It was the norm to just open sales unethically. It was just what we were taught, and we just did it. More than six months after the fake account scandal damaged Wells Fargo's reputation, there's been very little accountability at the top.
Attorney Michael Cade represents former Wells Fargo employees. I can understand if one district manager is putting pressure on the people below him or her. But if this is going on nationwide, you would think that there is somebody above.
The district manager that is putting pressure on the DM to get something done. When news of the scandal spread, CEO John Stumpf left the bank following a fiery congressional grilling. It's gutless leadership. And so did the head of the retail bank, Carrie Tolstead.
The bank is now holding back some executive compensation. But both Stumpf and Tolstead walked away with millions tied to a rising stock price boosted by aggressive sales tactics. Stump said the bank never told employees to commit fraud, but many former workers say the pressure led to that. We had a lot of pressure.
I remember just as a teller, you know, we had the bankers just on our backs. To get the client. To get the client that I had as a teller standing up to get them sitting down with the banker. We would look at a phone number and maybe misconstrue one of the numbers. Oh, is your home number still at 1234, even though on the screen it said 1234. four or five.

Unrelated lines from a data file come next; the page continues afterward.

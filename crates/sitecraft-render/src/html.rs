//! HTML renderer: one absolutely positioned box per element.

use crate::renderer::{GridStyle, RenderContext, Renderer};
use peniko::Color;
use sitecraft_core::element::{
    Element, ElementContent, FeaturesContent, FieldKind, FormContent, HeroContent, TestimonialContent,
};
use sitecraft_core::interaction::HANDLE_SIZE;
use sitecraft_core::project::link_target;
use sitecraft_core::{Bounds, StyleMap, resize_handles};

/// Message shown on a page with no elements.
pub const EMPTY_PAGE_MESSAGE: &str = "This page is empty. Add elements in the editor.";

/// Renders the current page of a session to an HTML fragment.
#[derive(Debug, Default)]
pub struct HtmlRenderer {
    output: String,
}

impl HtmlRenderer {
    pub fn new() -> Self {
        Self::default()
    }

    /// Output of the last `build_scene`.
    pub fn output(&self) -> &str {
        &self.output
    }

    /// Take the output, leaving the renderer empty.
    pub fn take_output(&mut self) -> String {
        std::mem::take(&mut self.output)
    }

    /// Wrap a fragment in a standalone HTML page.
    pub fn page_document(title: &str, body: &str) -> String {
        format!(
            "<!DOCTYPE html>\n<html>\n<head>\n<meta charset=\"utf-8\">\n<title>{}</title>\n</head>\n\
             <body style=\"margin: 0; background: #f1f5f9; display: flex; justify-content: center; \
             padding: 24px;\">\n{}\n</body>\n</html>\n",
            escape_html(title),
            body
        )
    }

    fn render_element(&mut self, element: &Element, preview: bool) {
        let mut style = box_style(element.position);
        push_style_map(&mut style, &element.style);

        let mut attrs = format!(
            " class=\"sitecraft-element\" data-id=\"{}\" data-type=\"{}\"",
            element.id,
            element.kind().token()
        );
        if preview {
            if let ElementContent::Button(text) = &element.content {
                if let Some(slug) = link_target(text) {
                    attrs.push_str(&format!(" data-page-link=\"{}\"", escape_html(slug)));
                    style.push_str(" cursor: pointer;");
                }
            }
        }

        self.output
            .push_str(&format!("<div{} style=\"{}\">", attrs, escape_html(&style)));
        self.output.push_str(&render_content(element, preview));
        self.output.push_str("</div>\n");
    }

    fn render_guides(&mut self, ctx: &RenderContext) {
        let color = css_color(ctx.guide_color);
        let guides = ctx.session.interaction().guides();
        for x in &guides.vertical {
            self.output.push_str(&format!(
                "<div class=\"sitecraft-guide\" style=\"position: absolute; left: {}px; top: 0; \
                 width: 1px; height: 100%; background: {}; pointer-events: none;\"></div>\n",
                px(*x),
                color
            ));
        }
        for y in &guides.horizontal {
            self.output.push_str(&format!(
                "<div class=\"sitecraft-guide\" style=\"position: absolute; left: 0; top: {}px; \
                 width: 100%; height: 1px; background: {}; pointer-events: none;\"></div>\n",
                px(*y),
                color
            ));
        }
    }

    fn render_selection(&mut self, bounds: Bounds, color: Color) {
        let color = css_color(color);
        self.output.push_str(&format!(
            "<div class=\"sitecraft-selection\" style=\"{} outline: 2px solid {}; \
             pointer-events: none;\"></div>\n",
            box_style(bounds),
            color
        ));
        let half = HANDLE_SIZE / 2.0;
        for handle in resize_handles(bounds) {
            self.output.push_str(&format!(
                "<div class=\"sitecraft-handle\" data-direction=\"{}\" style=\"position: absolute; \
                 left: {}px; top: {}px; width: {}px; height: {}px; background: #ffffff; \
                 border: 1px solid {}; cursor: {};\"></div>\n",
                handle.direction.token(),
                px(handle.position.x - half),
                px(handle.position.y - half),
                px(HANDLE_SIZE),
                px(HANDLE_SIZE),
                color,
                handle.direction.cursor()
            ));
        }
    }
}

impl Renderer for HtmlRenderer {
    fn build_scene(&mut self, ctx: &RenderContext) {
        self.output.clear();
        let preview = ctx.is_preview();

        let mut surface = format!(
            "position: relative; width: {}px; height: {}px; overflow: auto; background-color: {};",
            px(ctx.viewport_size.width),
            px(ctx.viewport_size.height),
            css_color(self.background_color(ctx))
        );
        if !preview {
            surface.push_str(&grid_background(ctx.grid_style, ctx.grid_size));
        }
        self.output
            .push_str(&format!("<div class=\"sitecraft-canvas\" style=\"{}\">\n", surface));

        let mut empty = true;
        for element in ctx.session.current_page_elements() {
            self.render_element(element, preview);
            empty = false;
        }
        if empty {
            self.output.push_str(&format!(
                "<p class=\"sitecraft-empty\" style=\"text-align: center; color: #64748b; \
                 margin-top: 40px;\">{}</p>\n",
                EMPTY_PAGE_MESSAGE
            ));
        }

        if !preview {
            let interaction = ctx.session.interaction();
            if interaction.is_interacting() {
                self.render_guides(ctx);
            }
            if let Some(selected) = ctx.session.selected_element() {
                self.render_selection(selected.position, ctx.selection_color);
            }
        }

        self.output.push_str("</div>\n");
    }
}

fn render_content(element: &Element, preview: bool) -> String {
    match &element.content {
        ElementContent::Text(text) => format!("<div>{}</div>", escape_html(text)),
        ElementContent::Image(image) => format!(
            "<img src=\"{}\" alt=\"{}\" style=\"width: 100%; height: 100%; object-fit: cover;\">",
            escape_html(&image.src),
            escape_html(&image.alt)
        ),
        ElementContent::Button(text) => format!(
            "<button style=\"width: 100%; height: 100%; cursor: {};\">{}</button>",
            if preview { "pointer" } else { "default" },
            escape_html(text)
        ),
        ElementContent::Container => String::new(),
        ElementContent::Form(form) => render_form(form, preview),
        ElementContent::Video(video) => format!(
            "<iframe src=\"{}\" title=\"{}\" style=\"width: 100%; height: 100%; border: 0;\" \
             allowfullscreen></iframe>",
            escape_html(&video.src),
            escape_html(&video.title)
        ),
        ElementContent::Gallery(gallery) => {
            let mut html = String::from(
                "<div style=\"display: grid; \
                 grid-template-columns: repeat(auto-fill, minmax(150px, 1fr)); gap: 16px;\">",
            );
            for image in &gallery.images {
                html.push_str(&format!(
                    "<img src=\"{}\" alt=\"{}\" style=\"width: 100%; height: 100%; object-fit: cover; \
                     border-radius: 4px;\">",
                    escape_html(&image.src),
                    escape_html(&image.alt)
                ));
            }
            html.push_str("</div>");
            html
        }
        ElementContent::Testimonial(testimonial) => render_testimonial(testimonial),
        ElementContent::Hero(hero) => render_hero(hero),
        ElementContent::Features(features) => render_features(features),
    }
}

fn render_form(form: &FormContent, preview: bool) -> String {
    let disabled = if preview { " disabled" } else { "" };
    let mut html = String::from("<form>");
    for field in &form.fields {
        let required = if field.required { " required" } else { "" };
        html.push_str(&format!(
            "<div style=\"margin-bottom: 16px;\">\
             <label style=\"display: block; margin-bottom: 8px;\">{}</label>",
            escape_html(&field.label)
        ));
        if field.kind == FieldKind::Textarea {
            html.push_str(&format!(
                "<textarea placeholder=\"{}\"{}{}></textarea>",
                escape_html(&field.placeholder),
                required,
                disabled
            ));
        } else {
            html.push_str(&format!(
                "<input type=\"{}\" placeholder=\"{}\"{}{}>",
                field.kind.input_type(),
                escape_html(&field.placeholder),
                required,
                disabled
            ));
        }
        html.push_str("</div>");
    }
    html.push_str(&format!(
        "<button type=\"submit\"{}>{}</button></form>",
        disabled,
        escape_html(&form.submit_label)
    ));
    html
}

fn render_testimonial(testimonial: &TestimonialContent) -> String {
    let avatar = testimonial
        .avatar
        .as_deref()
        .map(|src| {
            format!(
                "<img src=\"{}\" alt=\"{}\" style=\"width: 50px; height: 50px; border-radius: 50%; \
                 margin-right: 1rem;\">",
                escape_html(src),
                escape_html(&testimonial.author)
            )
        })
        .unwrap_or_default();
    format!(
        "<div style=\"display: flex; flex-direction: column; align-items: center; text-align: center;\">\
         <div style=\"font-size: 1.5rem; font-style: italic; margin-bottom: 1.5rem; \
         color: #4b5563;\">&quot;{}&quot;</div>\
         <div style=\"display: flex; align-items: center;\">{}<div><div style=\"font-weight: bold;\">{}</div>\
         <div style=\"font-size: 0.875rem; color: #6b7280;\">{}</div></div></div></div>",
        escape_html(&testimonial.quote),
        avatar,
        escape_html(&testimonial.author),
        escape_html(&testimonial.position)
    )
}

fn render_hero(hero: &HeroContent) -> String {
    let image = hero
        .image
        .as_deref()
        .map(|src| {
            format!(
                "<img src=\"{}\" alt=\"Hero\" style=\"max-width: 100%; height: auto; margin-top: 2rem; \
                 border-radius: 0.5rem;\">",
                escape_html(src)
            )
        })
        .unwrap_or_default();
    format!(
        "<div style=\"display: flex; flex-direction: column; align-items: center; \
         justify-content: center; text-align: center; height: 100%;\">\
         <h1 style=\"font-size: 2.5rem; font-weight: bold; margin-bottom: 1rem;\">{}</h1>\
         <p style=\"font-size: 1.25rem; margin-bottom: 2rem; max-width: 800px;\">{}</p>\
         <button style=\"background-color: #3b82f6; color: white; padding: 0.75rem 1.5rem; \
         border-radius: 0.375rem; font-weight: bold;\">{}</button>{}</div>",
        escape_html(&hero.title),
        escape_html(&hero.subtitle),
        escape_html(&hero.button_text),
        image
    )
}

fn render_features(features: &FeaturesContent) -> String {
    let mut html = format!(
        "<h2 style=\"font-size: 2rem; font-weight: bold; margin-bottom: 2rem; text-align: center;\">{}</h2>\
         <div style=\"display: grid; grid-template-columns: repeat(auto-fit, minmax(250px, 1fr)); \
         gap: 2rem;\">",
        escape_html(&features.title)
    );
    for feature in &features.features {
        html.push_str(&format!(
            "<div style=\"padding: 1.5rem; border-radius: 0.5rem; \
             background-color: rgba(255, 255, 255, 0.8); text-align: center;\">\
             <div style=\"font-size: 2rem; margin-bottom: 1rem;\">{}</div>\
             <h3 style=\"font-size: 1.25rem; font-weight: bold; margin-bottom: 0.5rem;\">{}</h3>\
             <p style=\"color: #6b7280;\">{}</p></div>",
            escape_html(&feature.icon),
            escape_html(&feature.title),
            escape_html(&feature.description)
        ));
    }
    html.push_str("</div>");
    html
}

fn box_style(bounds: Bounds) -> String {
    format!(
        "position: absolute; left: {}px; top: {}px; width: {}px; height: {}px;",
        px(bounds.x),
        px(bounds.y),
        px(bounds.width),
        px(bounds.height)
    )
}

fn push_style_map(style: &mut String, map: &StyleMap) {
    for (property, value) in map {
        style.push_str(&format!(" {}: {};", css_property(property), value));
    }
}

fn grid_background(style: GridStyle, size: f64) -> String {
    let size = px(size);
    match style {
        GridStyle::None => String::new(),
        GridStyle::Lines => format!(
            " background-image: linear-gradient(#e2e8f0 1px, transparent 1px), \
             linear-gradient(90deg, #e2e8f0 1px, transparent 1px); background-size: {size}px {size}px;"
        ),
        GridStyle::Dots => format!(
            " background-image: radial-gradient(#cbd5e1 1px, transparent 1px); \
             background-size: {size}px {size}px;"
        ),
    }
}

/// camelCase style key to its CSS property name (`backgroundColor` ->
/// `background-color`).
pub fn css_property(name: &str) -> String {
    let mut css = String::with_capacity(name.len() + 4);
    for c in name.chars() {
        if c.is_ascii_uppercase() {
            css.push('-');
            css.push(c.to_ascii_lowercase());
        } else {
            css.push(c);
        }
    }
    css
}

/// CSS color literal: `#rrggbb` when opaque, `rgba(...)` otherwise.
pub fn css_color(color: Color) -> String {
    let rgba = color.to_rgba8();
    if rgba.a == 255 {
        format!("#{:02x}{:02x}{:02x}", rgba.r, rgba.g, rgba.b)
    } else {
        format!(
            "rgba({}, {}, {}, {:.3})",
            rgba.r,
            rgba.g,
            rgba.b,
            f64::from(rgba.a) / 255.0
        )
    }
}

/// Escape text for HTML content and attribute values.
pub fn escape_html(text: &str) -> String {
    let mut escaped = String::with_capacity(text.len());
    for c in text.chars() {
        match c {
            '&' => escaped.push_str("&amp;"),
            '<' => escaped.push_str("&lt;"),
            '>' => escaped.push_str("&gt;"),
            '"' => escaped.push_str("&quot;"),
            '\'' => escaped.push_str("&#39;"),
            _ => escaped.push(c),
        }
    }
    escaped
}

/// Format a pixel value without a trailing `.0`.
fn px(value: f64) -> String {
    if value.fract() == 0.0 {
        format!("{}", value as i64)
    } else {
        format!("{:.2}", value)
    }
}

And so it was just anything to get them to our desk. In fact, she claims almost everyone at the branch, herself included, was either lying to customers or complicit in it. Another former employee explained how simple it was to open a fake account. So it's pretty much like you signing a blank paper and then the rest of the information is filled in saying, oh, this is just to reopen your savings account or reactivate your savings account.
But. you know, when the customer leaves, they could put 10 accounts on there and then open it and the signature is there. And even if the customer calls to complain, well, Mr. Customer, your signature is there. At best, customers with unauthorized or unnecessary accounts were confused and hassled. At worst, they were hit with overdraft fees and some saw their credit scores suffer.

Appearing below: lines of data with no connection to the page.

//! Type-specific element payloads.

use serde::{Deserialize, Serialize};

/// Element type, as offered by the palette.
///
/// Serialized with the builder's historical type tokens.
#[derive(Debug, Clone, Copy, PartialEq, Eq, Hash, PartialOrd, Ord, Serialize, Deserialize)]
pub enum ElementKind {
    #[serde(rename = "texte")]
    Text,
    #[serde(rename = "image")]
    Image,
    #[serde(rename = "bouton")]
    Button,
    #[serde(rename = "conteneur")]
    Container,
    #[serde(rename = "formulaire")]
    Form,
    #[serde(rename = "video")]
    Video,
    #[serde(rename = "galerie")]
    Gallery,
    #[serde(rename = "temoignage")]
    Testimonial,
    #[serde(rename = "hero")]
    Hero,
    #[serde(rename = "features")]
    Features,
}

impl ElementKind {
    /// All element kinds in palette order.
    pub const ALL: [ElementKind; 10] = [
        ElementKind::Text,
        ElementKind::Image,
        ElementKind::Button,
        ElementKind::Container,
        ElementKind::Form,
        ElementKind::Video,
        ElementKind::Gallery,
        ElementKind::Testimonial,
        ElementKind::Hero,
        ElementKind::Features,
    ];

    /// Wire token for this kind (e.g. `"texte"`).
    pub fn token(self) -> &'static str {
        match self {
            ElementKind::Text => "texte",
            ElementKind::Image => "image",
            ElementKind::Button => "bouton",
            ElementKind::Container => "conteneur",
            ElementKind::Form => "formulaire",
            ElementKind::Video => "video",
            ElementKind::Gallery => "galerie",
            ElementKind::Testimonial => "temoignage",
            ElementKind::Hero => "hero",
            ElementKind::Features => "features",
        }
    }

    /// Parse a wire token.
    pub fn from_token(token: &str) -> Option<Self> {
        Self::ALL.into_iter().find(|kind| kind.token() == token)
    }

    /// Lowercase display name used in history descriptions.
    pub fn name(self) -> &'static str {
        match self {
            ElementKind::Text => "text",
            ElementKind::Image => "image",
            ElementKind::Button => "button",
            ElementKind::Container => "container",
            ElementKind::Form => "form",
            ElementKind::Video => "video",
            ElementKind::Gallery => "gallery",
            ElementKind::Testimonial => "testimonial",
            ElementKind::Hero => "hero",
            ElementKind::Features => "features",
        }
    }
}

impl std::fmt::Display for ElementKind {
    fn fmt(&self, f: &mut std::fmt::Formatter<'_>) -> std::fmt::Result {
        f.write_str(self.name())
    }
}

#[derive(Debug, Clone, PartialEq, Eq, Serialize, Deserialize)]
pub struct ImageContent {
    pub src: String,
    pub alt: String,
}

impl ImageContent {
    pub fn new(src: impl Into<String>, alt: impl Into<String>) -> Self {
        Self {
            src: src.into(),
            alt: alt.into(),
        }
    }
}

/// Input type of a form field.
#[derive(Debug, Clone, Copy, PartialEq, Eq, Default, Serialize, Deserialize)]
#[serde(rename_all = "lowercase")]
pub enum FieldKind {
    #[default]
    Text,
    Email,
    Tel,
    Number,
    Textarea,
}

impl FieldKind {
    /// HTML `type` attribute value (`textarea` has no input type).
    pub fn input_type(self) -> &'static str {
        match self {
            FieldKind::Text | FieldKind::Textarea => "text",
            FieldKind::Email => "email",
            FieldKind::Tel => "tel",
            FieldKind::Number => "number",
        }
    }
}

#[derive(Debug, Clone, PartialEq, Eq, Serialize, Deserialize)]
pub struct FormField {
    #[serde(rename = "type")]
    pub kind: FieldKind,
    pub label: String,
    #[serde(default)]
    pub placeholder: String,
    #[serde(default)]
    pub required: bool,
}

impl FormField {
    pub fn new(kind: FieldKind, label: impl Into<String>, placeholder: impl Into<String>, required: bool) -> Self {
        Self {
            kind,
            label: label.into(),
            placeholder: placeholder.into(),
            required,
        }
    }
}

#[derive(Debug, Clone, PartialEq, Eq, Serialize, Deserialize)]
#[serde(rename_all = "camelCase")]
pub struct FormContent {
    pub fields: Vec<FormField>,
    pub submit_label: String,
}

#[derive(Debug, Clone, PartialEq, Eq, Serialize, Deserialize)]
pub struct VideoContent {
    pub src: String,
    pub title: String,
}

#[derive(Debug, Clone, PartialEq, Eq, Serialize, Deserialize)]
pub struct GalleryContent {
    pub images: Vec<ImageContent>,
}

#[derive(Debug, Clone, PartialEq, Eq, Serialize, Deserialize)]
pub struct TestimonialContent {
    pub quote: String,
    pub author: String,
    /// Author's role, e.g. "Director, ACME".
    pub position: String,
    #[serde(default, skip_serializing_if = "Option::is_none")]
    pub avatar: Option<String>,
}

#[derive(Debug, Clone, PartialEq, Eq, Serialize, Deserialize)]
#[serde(rename_all = "camelCase")]
pub struct HeroContent {
    pub title: String,
    pub subtitle: String,
    pub button_text: String,
    #[serde(default, skip_serializing_if = "Option::is_none")]
    pub image: Option<String>,
}

#[derive(Debug, Clone, PartialEq, Eq, Serialize, Deserialize)]
pub struct Feature {
    pub title: String,
    pub description: String,
    #[serde(default)]
    pub icon: String,
}

#[derive(Debug, Clone, PartialEq, Eq, Serialize, Deserialize)]
pub struct FeaturesContent {
    pub title: String,
    pub features: Vec<Feature>,
}

/// Content payload, one variant per [`ElementKind`].
#[derive(Debug, Clone, PartialEq, Eq, Serialize, Deserialize)]
#[serde(tag = "type", content = "content")]
pub enum ElementContent {
    #[serde(rename = "texte")]
    Text(String),
    #[serde(rename = "image")]
    Image(ImageContent),
    #[serde(rename = "bouton")]
    Button(String),
    #[serde(rename = "conteneur")]
    Container,
    #[serde(rename = "formulaire")]
    Form(FormContent),
    #[serde(rename = "video")]
    Video(VideoContent),
    #[serde(rename = "galerie")]
    Gallery(GalleryContent),
    #[serde(rename = "temoignage")]
    Testimonial(TestimonialContent),
    #[serde(rename = "hero")]
    Hero(HeroContent),
    #[serde(rename = "features")]
    Features(FeaturesContent),
}

impl ElementContent {
    pub fn kind(&self) -> ElementKind {
        match self {
            ElementContent::Text(_) => ElementKind::Text,
            ElementContent::Image(_) => ElementKind::Image,
            ElementContent::Button(_) => ElementKind::Button,
            ElementContent::Container => ElementKind::Container,
            ElementContent::Form(_) => ElementKind::Form,
            ElementContent::Video(_) => ElementKind::Video,
            ElementContent::Gallery(_) => ElementKind::Gallery,
            ElementContent::Testimonial(_) => ElementKind::Testimonial,
            ElementContent::Hero(_) => ElementKind::Hero,
            ElementContent::Features(_) => ElementKind::Features,
        }
    }

    /// Plain label text for text-like elements.
    pub fn text(&self) -> Option<&str> {
        match self {
            ElementContent::Text(text) | ElementContent::Button(text) => Some(text),
            _ => None,
        }
    }
}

How did you get the idea in your head that if I don't do this unethical thing, I'm going to lose my job? What made you think that? I mean, they would just tell us that.
that it was verbalized. We just, again, always had pressure from management, upper management. They were witness to what we were doing. I mean, they coached us because they had to sign off on everything. Regulators found similar activity across the country.
According to a new Wells Fargo investigation, runaway sales practices had been an issue since at least 2002. And John Stumpf admitted he was aware of the problem since 2013. I remember being at least making an impression upon me in 2013. So for six years, regular meetings with one of your most important managers, those discussions, you have no recall that that ever came up. Not in the way I had in 2013. But the bank waited until 2016 before doing away with the aggressive sales goals. Wells Fargo says this is in the past now.
The Its number one priority is rebuilding trust, and the bank has made fundamental changes to reduce the pressure on workers and ensure customers are aware of new accounts opened. The bank's paid $185 million so far in fines, although it still faces more than a dozen investigations and lawsuits. But just like the financial crisis, jail time for senior executives is unlikely.
Has Wells Fargo suffered enough? No, absolutely not. As soon as I see five or six people go to jail for a very long time, federal prison, I would say that our system of government is doing something about this.
Who should carry the weight of what happened? You know, there was always some, you know, obviously some guilt. You know, I'm human, but it was just the stress of losing your job every day.
I mean, the company, it was very sales-driven. And they didn't care how they got it, at what cost.